Can we forget how to swim? Many people have already asked themselves this question, whether after ten years or ten months. Fortunately, the quick answer is no. The lengthier answer requires some commitment and patience, but these top suggestions for coming back to swimming after a long break will help you on your way back to the pool.

STRENGTHEN YOUR CORE.

Although swimming works practically every muscle in the body, from the neck to the legs, it is primarily the core that is in charge of coordinating all of the parts. Working on core strength is essential before reintroducing the types of movements you’ll be doing when swimming. Even if your body is no longer accustomed to swimming freestyle or backstroke, a strong spine will give you the foundation you require to reintroduce your old strokes. Fortunately, there are a number of exercises you can do outside of the pool to begin strengthening your core before returning to the pool, such as volleyball or planks.

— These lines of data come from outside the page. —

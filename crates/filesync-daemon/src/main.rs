//! filesync daemon - Background synchronization service
//!
//! This binary runs as a user service and handles:
//! - Opening the durable queue and local block store
//! - Draining upload/delete tasks to the remote block service
//! - Periodic status logging
//! - Graceful shutdown on SIGTERM/SIGINT
//!
//! # Architecture
//!
//! The daemon wires the SQLite stores and the HTTP remote into a
//! [`FileSync`] engine, starts its worker pool and then waits. Shutdown is
//! driven by a `CancellationToken` that is cancelled on SIGTERM or SIGINT;
//! in-flight tasks are released back to the queue and resume at the next
//! start.

use std::path::PathBuf;
use std::sync::Arc;
use std::time::Duration;

use anyhow::{Context, Result};
use clap::Parser;
use filesync_cache::{DatabasePool, SqliteBlockStore, SqliteTaskRepository};
use filesync_core::config::Config;
use filesync_core::domain::SyncEvent;
use filesync_remote::HttpRemoteStore;
use filesync_sync::FileSync;
use tokio::sync::broadcast::error::RecvError;
use tokio_util::sync::CancellationToken;
use tracing::{error, info, warn};
use tracing_subscriber::EnvFilter;

/// How often the daemon logs a queue summary
const STATUS_LOG_INTERVAL: Duration = Duration::from_secs(60);

/// Command line arguments
#[derive(Debug, Parser)]
#[command(name = "filesyncd", version, about = "filesync background synchronization daemon")]
struct Args {
    /// Path to the YAML configuration file
    #[arg(short, long)]
    config: Option<PathBuf>,
}

// ============================================================================
// DaemonService
// ============================================================================

/// Owns the engine and the database for the lifetime of the process
struct DaemonService {
    /// Database pool shared by the task repository and the block store
    db_pool: DatabasePool,
    /// The sync engine
    sync: FileSync,
    /// Token for signalling graceful shutdown to all async tasks
    shutdown: CancellationToken,
}

impl DaemonService {
    /// Opens the stores and restores the task queue
    async fn new(config: &Config, shutdown: CancellationToken) -> Result<Self> {
        let db_pool = DatabasePool::new(&config.storage.database)
            .await
            .context("Failed to open database")?;

        let tasks = Arc::new(SqliteTaskRepository::new(db_pool.pool().clone()));
        let blocks = Arc::new(SqliteBlockStore::new(db_pool.pool().clone()));
        let remote = Arc::new(
            HttpRemoteStore::new(&config.remote).context("Failed to create remote client")?,
        );
        info!(base_url = %remote.base_url(), "Remote block service configured");

        let sync = FileSync::open(config, tasks, blocks, remote)
            .await
            .context("Failed to restore task queue")?;

        Ok(Self {
            db_pool,
            sync,
            shutdown,
        })
    }

    /// Runs the engine until shutdown
    async fn run(&self) -> Result<()> {
        let mut events = self.sync.subscribe();
        self.sync.start(&self.shutdown);

        let status = self.sync.sync_status();
        info!(
            pending = status.queue_len,
            dead_lettered = status.dead_lettered.len(),
            "Sync engine running"
        );

        let mut interval = tokio::time::interval(STATUS_LOG_INTERVAL);
        // The first tick fires immediately; the startup summary above covers it
        interval.tick().await;

        loop {
            tokio::select! {
                _ = self.shutdown.cancelled() => {
                    info!("Shutdown signal received");
                    break;
                }
                _ = interval.tick() => {
                    let status = self.sync.sync_status();
                    info!(
                        queue_len = status.queue_len,
                        in_flight = status.in_flight,
                        backed_off = status.backed_off,
                        dead_lettered = status.dead_lettered.len(),
                        "Sync status"
                    );
                }
                event = events.recv() => match event {
                    Ok(event) => log_event(&event),
                    Err(RecvError::Lagged(skipped)) => {
                        warn!(skipped, "Event log fell behind");
                    }
                    Err(RecvError::Closed) => break,
                },
            }
        }

        self.sync.shutdown().await;
        self.db_pool.close().await;
        Ok(())
    }
}

fn log_event(event: &SyncEvent) {
    match event {
        SyncEvent::Completed { key } => info!(task = %key, "Synced"),
        SyncEvent::Retrying {
            key,
            attempt,
            delay_ms,
            error,
        } => info!(task = %key, attempt, delay_ms, error = %error, "Retry scheduled"),
        SyncEvent::DeadLettered { key, error } => {
            warn!(task = %key, error = %error, "Needs attention: task dead-lettered")
        }
        SyncEvent::Cancelled { key, replaced_by } => {
            info!(task = %key, replaced_by = %replaced_by, "Superseded")
        }
    }
}

// ============================================================================
// Configuration and logging
// ============================================================================

/// Loads and validates the configuration
///
/// An explicit path must exist; the default path falls back to defaults.
fn load_config(path: Option<PathBuf>) -> Result<(Config, PathBuf)> {
    let (config, path) = match path {
        Some(path) => (Config::load(&path)?, path),
        None => {
            let path = Config::default_path();
            (Config::load_or_default(&path), path)
        }
    };

    let errors = config.validate();
    if !errors.is_empty() {
        let joined = errors
            .iter()
            .map(ToString::to_string)
            .collect::<Vec<_>>()
            .join("; ");
        anyhow::bail!("Invalid configuration {}: {}", path.display(), joined);
    }
    Ok((config, path))
}

/// `RUST_LOG` wins over `logging.level`
fn init_tracing(config: &Config) {
    let env_filter = EnvFilter::try_from_default_env()
        .unwrap_or_else(|_| EnvFilter::new(&config.logging.level));

    if config.logging.json {
        tracing_subscriber::fmt()
            .json()
            .with_env_filter(env_filter)
            .with_target(true)
            .init();
    } else {
        tracing_subscriber::fmt()
            .with_env_filter(env_filter)
            .with_target(true)
            .init();
    }
}

// ============================================================================
// Graceful shutdown signal handler
// ============================================================================

/// Waits for SIGTERM or SIGINT and triggers the cancellation token
async fn shutdown_signal(token: CancellationToken) {
    let ctrl_c = async {
        if let Err(e) = tokio::signal::ctrl_c().await {
            error!(error = %e, "Failed to install Ctrl+C handler");
            std::future::pending::<()>().await;
        }
    };

    #[cfg(unix)]
    let terminate = async {
        match tokio::signal::unix::signal(tokio::signal::unix::SignalKind::terminate()) {
            Ok(mut signal) => {
                signal.recv().await;
            }
            Err(e) => {
                error!(error = %e, "Failed to install SIGTERM handler");
                std::future::pending::<()>().await;
            }
        }
    };

    #[cfg(not(unix))]
    let terminate = std::future::pending::<()>();

    tokio::select! {
        _ = ctrl_c => {
            info!("Received SIGINT (Ctrl+C)");
        }
        _ = terminate => {
            info!("Received SIGTERM");
        }
    }

    token.cancel();
}

// ============================================================================
// Main entry point
// ============================================================================

#[tokio::main]
async fn main() -> Result<()> {
    let args = Args::parse();
    let (config, config_path) = load_config(args.config)?;
    init_tracing(&config);

    info!(
        config_path = %config_path.display(),
        database = %config.storage.database.display(),
        workers = config.sync.workers,
        "filesync daemon starting (filesyncd)"
    );

    let shutdown_token = CancellationToken::new();

    let signal_token = shutdown_token.clone();
    tokio::spawn(async move {
        shutdown_signal(signal_token).await;
    });

    let service = DaemonService::new(&config, shutdown_token.clone()).await?;

    let result = service.run().await;

    match &result {
        Ok(()) => info!("filesync daemon shut down gracefully"),
        Err(e) => error!(error = %e, "filesync daemon exiting with error"),
    }

    result
}

// ============================================================================
// Tests
// ============================================================================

PRACTICE KEEPING YOUR HEAD ABOVE WATER.

When you’re ready to go to the pool, it’s essential to take things as slowly as you need to. Can you lose your ability to swim with your head in or out of the water? You should not expect to perform at the same level the first time you return to the pool after a long vacation, regardless of whether you were on your water polo team when you were younger or used to swim in the sea every summer. Instead, warm up outside the pool before cautiously stepping in until your feet are no longer touching the ground. Try to keep your head above water while swimming left or right. This can assist to awaken your instincts as a swimmer and make you feel more confident in the water. If you don’t feel ready to jump right in, you can start in the shallow end and work your way down.

START WITH BREASTSTROKE

Although everyone has a preferred swimming technique, breaststroke is usually a decent place to start when tackling your first lap. Breaststroke not only allows you to maintain your head above the water and gaze ahead, but it is also less exhausting and will make you feel more at ease in the water, especially if you are apprehensive. Just keep in mind that swimming with your head above the water can cause neck strain in the long run.

CHOSE A QUIET LANE

The anxieties you may feel upon returning to swimming after a lengthy layoff will usually dissipate after a few laps back and forth to familiarise yourself with your technique. It may still be beneficial to choose a more calm and less crowded lane so that you can move as slowly as you like and stop anytime you need to without blocking other swimmers.

SET REALISTIC GOALS

Even if you’re most concerned about forgetting your freestyle, swimming isn’t all about technique. It is a sport that involves a particular level of physical ability and endurance, so instead of racing from one end of the pool to the other, consider swimming one lap at a time and resting in between. Increase it to two at a time as you become more comfortable, and so on.

It could take you one session or weeks to remember your prior technique; it all depends on your previous skill of swimming. This is why it’s critical to create realistic goals that are in line with your abilities and ambitions.